Banderole : « À bas les soviets ! » Affiche caricaturant les quatre symboles des ennemis de la révolution (le militaire de l'ancien régime, le bourgeois, le religieux et le paysan riche), Dimitri Moor, « Qui est contre les soviets », 1919. BDCI, 'Et 1917 devient révolution...'

L’année du centenaire de la révolution d’octobre 1917, a vu les médias, les historiens, les politiques invoquer ce moment essentiel qui marqua profondément l’histoire mondiale.

Cent ans plus tard, l’année 1917 est toujours bien présente, mais sans qu’il soit aisé de distinguer entre ce que ce moment fut dans l’histoire et les mythes qui se construisirent autour d’Octobre : entre deux extrêmes, moment révolutionnaire exemplaire d’une remise en cause des ordres établis, sociaux, politiques, internationaux, ou au contraire berceau de tous les totalitarismes et violences du XXe siècle.

Étrange centenaire en réalité, qui peut ainsi être vu à travers plusieurs paradoxes : l’absence de larges commémorations en Russie et la richesse des manifestations à l’étranger ; la persistance un siècle après, d’une tension entre réalité et mythe ; et enfin le contraste entre l’épuisement du modèle politique né en octobre 1917 et la contemporanéité de l’étude de ce modèle et de ses circulations ainsi que des questions que permet de poser sur le monde actuel l’étude de la révolution.

Affiche de l’exposition « Et 1917 devient révolution… ». Alain Blum

Ce centenaire voit fleurir, en France ou ailleurs, conférences, expositions et colloques.
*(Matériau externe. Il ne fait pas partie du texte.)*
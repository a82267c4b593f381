//! Registered user accounts

use serde::{Deserialize, Serialize};

/// A registered identity, keyed for login by its email
///
/// `credential` is an opaque marker reissued on every login. Nothing ever
/// verifies it, so it carries no security property.
#[derive(Debug, Clone, PartialEq, Eq, Serialize, Deserialize)]
pub struct Account {
    /// Unique identifier, generated at registration
    pub id: String,

    /// Display name
    pub username: String,

    /// Contact identifier, unique across accounts
    pub email: String,

    /// Session credential
    #[serde(rename = "token", default)]
    pub credential: String,
}

impl Account {
    /// Copy of this account carrying a different credential
    pub fn with_credential(&self, credential: impl Into<String>) -> Self {
        Self {
            credential: credential.into(),
            ..self.clone()
        }
    }
}

#[cfg(test)]
mod tests {
    use super::*;

    #[test]
    fn test_with_credential_leaves_source_untouched() {
        let stored = Account {
            id: "u-1".to_string(),
            username: "alice".to_string(),
            email: "alice@x.com".to_string(),
            credential: "tok_old".to_string(),
        };

        let session = stored.with_credential("tok_new");

        assert_eq!(session.credential, "tok_new");
        assert_eq!(session.id, stored.id);
        assert_eq!(stored.credential, "tok_old");
    }

    #[test]
    fn test_deserialize_browser_record() {
        let json = r#"{"id":"u-abc12","username":"alice","email":"alice@x.com","token":"jwt_xyz"}"#;
        let account: Account = serde_json::from_str(json).unwrap();
        assert_eq!(account.credential, "jwt_xyz");

        // token was optional in the browser client
        let json = r#"{"id":"u-abc12","username":"alice","email":"alice@x.com"}"#;
        let account: Account = serde_json::from_str(json).unwrap();
        assert!(account.credential.is_empty());
    }
}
L’exposition « Et 1917 devient révolution… », organisée aux Invalides par la Bibliothèque de documentation internationale contemporaine (BDIC) jusqu’au 18 février 2018 offre à revivre l’année révolutionnaire, dans le complexité des événements qui s’y déroulèrent entre le renversement de la monarchie en février 1917 et la signature du traité de Brest-Litovsk en mars 1918, lorsque les bolcheviques russes signèrent la paix avec les Allemands se retirant de la Grande Guerre.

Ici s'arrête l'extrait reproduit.